The newly elected Democratic Unionist Party (DUP) leader Edwin Poots has said the removal of the Northern Ireland Protocol (NIP) will be his number one priority. The fact his priority is at odds with the DUP’s government partners Sinn Féin doesn’t appear to matter. Nor the fact that it’s also at odds with two of the other five political parties in the Northern Ireland Executive.
Both the Social Democratic and Labour Party (SDLP) and the Alliance Party want the protocol to work. But I guess ‘democratic’ means different things to different people, given this debate has taken place several times over the last five plus years.
So as we approach the north’s contentious marching season, the DUP’s creationist leader-to-be presents a ‘new’ hardline policy. A policy that could see the 2021 marching season as the most violent in some time.
And since marching season is typically marred by some kind of violence, this may not worry the DUP faithful too much. But what should be worrying Poots’ believers is that the DUP’s 50th birthday celebrations could be the beginning of its own post-mortem.
Hardline unionism leads to conflict
The DUP’s roots are in “hardline Protestantism”. A similar hardline brand that used gerrymandering to prevent Irish republicans participating in democracy. It also discriminated against republicans in housing and employment. Indeed, the Northern Ireland statelet’s discriminatory pro-unionist/anti-republican behaviour since its foundation in 1922 was a catalyst for the north’s bloody 30-year conflict which caused:
just under 3,500 deaths and 48,000 injuries, the equivalent by population size of 125,000 deaths and nearly 2 million injuries in Britain, or roughly half the British death toll during WWII.
On the wrong side of public opinion
Just as it opposed several agreements beforehand, the DUP opposed the 1998 Good Friday Agreement (GFA). And it opposed it because it refused to share power with Sinn Féin. But, as announced this day 23 years ago, voters in the north overwhelmingly accepted the GFA. And 23 years on, the GFA forms the basis of the current power-sharing agreement, which the DUP is still a part of.
Similarly, when it backed Leave during the 2016 Brexit referendum, the DUP was out of step with the majority of voters in the north. And despite being on the winning side of that vote in the wider UK, it’s still unhappy with the result. Worse still from a DUP point of view, popular opinion indicates an increase in support for a United Ireland as a result of Brexit.

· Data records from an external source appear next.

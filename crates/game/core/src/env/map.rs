use crate::state::Position;

/// Read-only map surface the engine consults for geometry queries.
///
/// The engine never owns terrain. Walkability and transparency describe the
/// static layout only; blocking or view-blocking entities are layered on top
/// by the entity arena. Visibility and exploration are computed by the host
/// (field-of-view is presentation-adjacent) and exposed here because
/// behaviors key off them.
pub trait MapOracle {
    fn dimensions(&self) -> MapDimensions;

    /// True if the tile itself can be stood on.
    fn is_walkable(&self, position: Position) -> bool;

    /// True if the tile itself does not block sight.
    fn is_transparent(&self, position: Position) -> bool;

    /// True if the tile is inside the player's current field of view.
    fn is_visible(&self, position: Position) -> bool;

    /// True if the player has ever seen the tile.
    fn is_explored(&self, position: Position) -> bool;

    fn in_bounds(&self, position: Position) -> bool {
        self.dimensions().contains(position)
    }
}

#[derive(Clone, Copy, Debug, PartialEq, Eq)]
#[cfg_attr(feature = "serde", derive(serde::Serialize, serde::Deserialize))]
pub struct MapDimensions {
    pub width: u32,
    pub height: u32,
}

impl MapDimensions {
    pub const fn new(width: u32, height: u32) -> Self {
        Self { width, height }
    }

    pub fn contains(&self, position: Position) -> bool {
        position.x >= 0
            && position.y >= 0
            && position.x < self.width as i32
            && position.y < self.height as i32
    }
}

/// Dense grid map, the reference [`MapOracle`] implementation.
///
/// Hosts with their own map representation can ignore this; it exists so
/// scenarios and tests have something concrete to stand on.
#[derive(Clone, Debug, PartialEq, Eq)]
#[cfg_attr(feature = "serde", derive(serde::Serialize, serde::Deserialize))]
pub struct GridMap {
    dimensions: MapDimensions,
    walkable: Vec<bool>,
    transparent: Vec<bool>,
    visible: Vec<bool>,
    explored: Vec<bool>,
}

impl GridMap {
    /// An all-wall map of the given size.
    pub fn sealed(width: u32, height: u32) -> Self {
        let cells = (width * height) as usize;
        Self {
            dimensions: MapDimensions::new(width, height),
            walkable: vec![false; cells],
            transparent: vec![false; cells],
            visible: vec![false; cells],
            explored: vec![false; cells],
        }
    }

    /// An open floor map of the given size.
    pub fn open(width: u32, height: u32) -> Self {
        let cells = (width * height) as usize;
        Self {
            dimensions: MapDimensions::new(width, height),
            walkable: vec![true; cells],
            transparent: vec![true; cells],
            visible: vec![false; cells],
            explored: vec![false; cells],
        }
    }

    fn index(&self, position: Position) -> Option<usize> {
        if self.dimensions.contains(position) {
            Some((position.y as u32 * self.dimensions.width + position.x as u32) as usize)
        } else {
            None
        }
    }

    pub fn set_wall(&mut self, position: Position) {
        if let Some(i) = self.index(position) {
            self.walkable[i] = false;
            self.transparent[i] = false;
        }
    }

    pub fn set_floor(&mut self, position: Position) {
        if let Some(i) = self.index(position) {
            self.walkable[i] = true;
            self.transparent[i] = true;
        }
    }

    pub fn set_visible(&mut self, position: Position, visible: bool) {
        if let Some(i) = self.index(position) {
            self.visible[i] = visible;
            // seeing a tile marks it explored for good
            if visible {
                self.explored[i] = true;
            }
        }
    }

    pub fn set_explored(&mut self, position: Position, explored: bool) {
        if let Some(i) = self.index(position) {
            self.explored[i] = explored;
        }
    }

    pub fn reveal_all(&mut self) {
        self.visible.fill(true);
        self.explored.fill(true);
    }

    pub fn hide_all(&mut self) {
        self.visible.fill(false);
    }
}

impl MapOracle for GridMap {
    fn dimensions(&self) -> MapDimensions {
        self.dimensions
    }

    fn is_walkable(&self, position: Position) -> bool {
        self.index(position).is_some_and(|i| self.walkable[i])
    }

    fn is_transparent(&self, position: Position) -> bool {
        self.index(position).is_some_and(|i| self.transparent[i])
    }

    fn is_visible(&self, position: Position) -> bool {
        self.index(position).is_some_and(|i| self.visible[i])
    }

    fn is_explored(&self, position: Position) -> bool {
        self.index(position).is_some_and(|i| self.explored[i])
    }
}

#[cfg(test)]
mod tests {
    use super::*;

    #[test]
    fn out_of_bounds_is_neither_walkable_nor_visible() {
        let map = GridMap::open(4, 4);
        assert!(!map.is_walkable(Position::new(-1, 0)));
        assert!(!map.is_walkable(Position::new(4, 0)));
        assert!(!map.is_visible(Position::new(0, 17)));
    }

    #[test]
    fn walls_block_walking_and_sight() {
        let mut map = GridMap::open(4, 4);
        let p = Position::new(2, 2);
        map.set_wall(p);
        assert!(!map.is_walkable(p));
        assert!(!map.is_transparent(p));
        map.set_floor(p);
        assert!(map.is_walkable(p));
    }

    #[test]
    fn seeing_marks_explored() {
        let mut map = GridMap::open(4, 4);
        let p = Position::new(1, 1);
        map.set_visible(p, true);
        map.set_visible(p, false);
        assert!(map.is_explored(p));
        assert!(!map.is_visible(p));
    }
}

Sinn Féin constantly gaining ground
When the Northern Ireland Executive collapsed in January 2017, it further created shaky ground for the DUP. The collapse came from the DUP’s Arlene Foster refusing to step aside as first minister pending an investigation into the Renewable Heat Incentive (RHI) financial scandal.
Foster’s refusal forced Sinn Féin’s Martin McGuinness to resign as deputy first minister. The elections that followed led to Sinn Féin closing the gap on the DUP in the north’s Assembly.

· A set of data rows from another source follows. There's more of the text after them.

//! Combatant vitals: health, stun, and the fatigue arithmetic.
//!
//! Health is stored at 100x precision (`health_centi`) so per-turn
//! regeneration can be fractional while the rest of the engine only ever
//! sees whole hit points. The speed and fatigue formulas are kept exactly
//! as tuned; do not "clean up" the divisors.

use crate::config::GameConfig;

/// Stored combat state for anything that can take damage.
#[derive(Clone, Debug, PartialEq, Eq)]
#[cfg_attr(feature = "serde", derive(serde::Serialize, serde::Deserialize))]
pub struct Vitals {
    max_health: i32,
    health_centi: i32,
    /// Accumulated fatigue from glancing hits. Decays during upkeep and
    /// drags down speed, attack, and defense while present.
    pub stun_points: i32,
    pub base_attack: i32,
    pub base_defense: i32,
    pub base_armor: i32,
    pub base_speed: u64,
    dead: bool,
}

impl Vitals {
    pub fn new(max_health: i32, base_attack: i32, base_defense: i32, base_armor: i32) -> Self {
        Self {
            max_health,
            health_centi: max_health * GameConfig::HEALTH_SCALE,
            stun_points: 0,
            base_attack,
            base_defense,
            base_armor,
            base_speed: GameConfig::BASE_SPEED,
            dead: false,
        }
    }

    pub fn with_speed(mut self, base_speed: u64) -> Self {
        self.base_speed = base_speed;
        self
    }

    /// Whole hit points, as the rest of the engine sees them.
    pub fn health(&self) -> i32 {
        self.health_centi / GameConfig::HEALTH_SCALE
    }

    pub fn max_health(&self) -> i32 {
        self.max_health
    }

    pub fn is_alive(&self) -> bool {
        !self.dead && self.health_centi > 0
    }

    /// Fatigue penalty applied to attack and defense pools, same term the
    /// speed formula uses.
    pub fn combat_penalty(&self) -> i32 {
        self.stun_points / 3 + (self.max_health - self.health()) / 6
    }

    /// Time cost of one action: wounds and stun slow an actor down.
    pub fn action_speed(&self) -> u64 {
        self.base_speed
            + (self.stun_points / 3) as u64
            + ((self.max_health - self.health()) / 6) as u64
    }

    /// Applies whole-point damage. Returns true exactly once, on the hit
    /// that brings health to zero; further damage never re-triggers death.
    #[must_use]
    pub fn take_damage(&mut self, amount: i32) -> bool {
        self.set_health_centi(self.health_centi - amount * GameConfig::HEALTH_SCALE)
    }

    /// Forces health to zero. Same once-only death contract as
    /// [`Vitals::take_damage`].
    #[must_use]
    pub fn kill(&mut self) -> bool {
        self.set_health_centi(0)
    }

    /// Restores whole hit points, clamped to the maximum. Returns the
    /// amount actually healed.
    pub fn heal(&mut self, amount: i32) -> i32 {
        if self.dead {
            return 0;
        }
        let before = self.health();
        let _ = self.set_health_centi(self.health_centi + amount * GameConfig::HEALTH_SCALE);
        self.health() - before
    }

    pub fn add_stun(&mut self, amount: i32) {
        self.stun_points += amount.max(0);
    }

    /// One derived-turn upkeep tick: stun decays, health trickles back.
    pub fn upkeep(&mut self) {
        if self.dead {
            return;
        }
        self.stun_points = (self.stun_points - GameConfig::STUN_DECAY_PER_TURN).max(0);
        let ceiling = self.max_health * GameConfig::HEALTH_SCALE;
        if self.health_centi < ceiling {
            self.health_centi = (self.health_centi + GameConfig::REGEN_CENTI_PER_TURN).min(ceiling);
        }
    }

    fn set_health_centi(&mut self, value: i32) -> bool {
        self.health_centi = value.clamp(0, self.max_health * GameConfig::HEALTH_SCALE);
        if self.health_centi == 0 && !self.dead {
            self.dead = true;
            return true;
        }
        false
    }
}

#[cfg(test)]
mod tests {
    use super::*;

    #[test]
    fn health_clamps_to_bounds() {
        let mut vitals = Vitals::new(10, 3, 2, 1);
        assert_eq!(vitals.heal(5), 0);
        assert!(!vitals.take_damage(4));
        assert_eq!(vitals.health(), 6);
        assert_eq!(vitals.heal(100), 4);
        assert_eq!(vitals.health(), 10);
    }

    #[test]
    fn death_triggers_exactly_once() {
        let mut vitals = Vitals::new(5, 0, 0, 0);
        assert!(vitals.take_damage(5));
        assert!(!vitals.is_alive());
        // already dead, must not re-trigger
        assert!(!vitals.take_damage(3));
        assert!(!vitals.kill());
    }

    #[test]
    fn regeneration_is_fractional() {
        let mut vitals = Vitals::new(10, 0, 0, 0);
        let _ = vitals.take_damage(1);
        assert_eq!(vitals.health(), 9);
        // 5 centi-points per turn: 19 turns is not yet a whole point
        for _ in 0..19 {
            vitals.upkeep();
        }
        assert_eq!(vitals.health(), 9);
        vitals.upkeep();
        assert_eq!(vitals.health(), 10);
    }

    #[test]
    fn stun_slows_and_decays() {
        let mut vitals = Vitals::new(12, 4, 4, 0);
        vitals.add_stun(6);
        assert_eq!(vitals.action_speed(), 62);
        assert_eq!(vitals.combat_penalty(), 2);
        vitals.upkeep();
        assert_eq!(vitals.stun_points, 5);
        for _ in 0..10 {
            vitals.upkeep();
        }
        assert_eq!(vitals.stun_points, 0);
    }

    #[test]
    fn wounds_slow_the_actor() {
        let mut vitals = Vitals::new(30, 0, 0, 0);
        let _ = vitals.take_damage(18);
        assert_eq!(vitals.action_speed(), 60 + 3);
    }
}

Attempts to restore it in 2018 appeared to collapse when the DUP got cold feet on committing to an Irish language Act. This act would have protected the development of the Irish language.
Then, on 22 May, a LucidTalk poll predicted Sinn Féin would win the next Assembly elections. This would mean Sinn Féin, or any other Irish republican party for that matter, holding the first minister position for the first time in the north’s history. And while that would clearly be a democratic decision, it seems the DUP may not accept that either.
Marching season approaching
All of this is happening as we approach the summer. Followers of politics in the north will know that means marching season. A season when the unionist Orange Order marches through towns and cities in the north. A number of these marches lead to violence and intimidation of local Catholics.
And as the reality of the post-Brexit NIP dawns, the sinister face of unionism re-emerges. In what can only be described as a bizarre appearance at a Northern Ireland select committee, a representative of loyalist paramilitaries threatened a return to violence should the NIP remain in place.
And while this is in keeping with the loyalists’ March announcement to withdraw from the GFA, it sets a dark tone for the summer ahead. Because just as increased loyalist violence followed Belfast City Council’s controversial vote to limit the flying of the union flag in December 2012, the same could happen this year too.
A failed and dangerous strategy
So with this in mind, Poots’ hardline position makes little sense. Not least because there doesn’t appear to be a workable alternative to the NIP. But also because the DUP’s priority is to:
maintain and enhance Northern Ireland’s constitutional position within the United Kingdom
Yet the hardline position has had the opposite effect. If the DUP wishes to self-destruct then so be it. Not too many this side of the political divide will mourn that. But if it faced up to the north’s weakening position within the UK, then that could prevent us mourning something much more serious. It’s time the DUP woke up to that.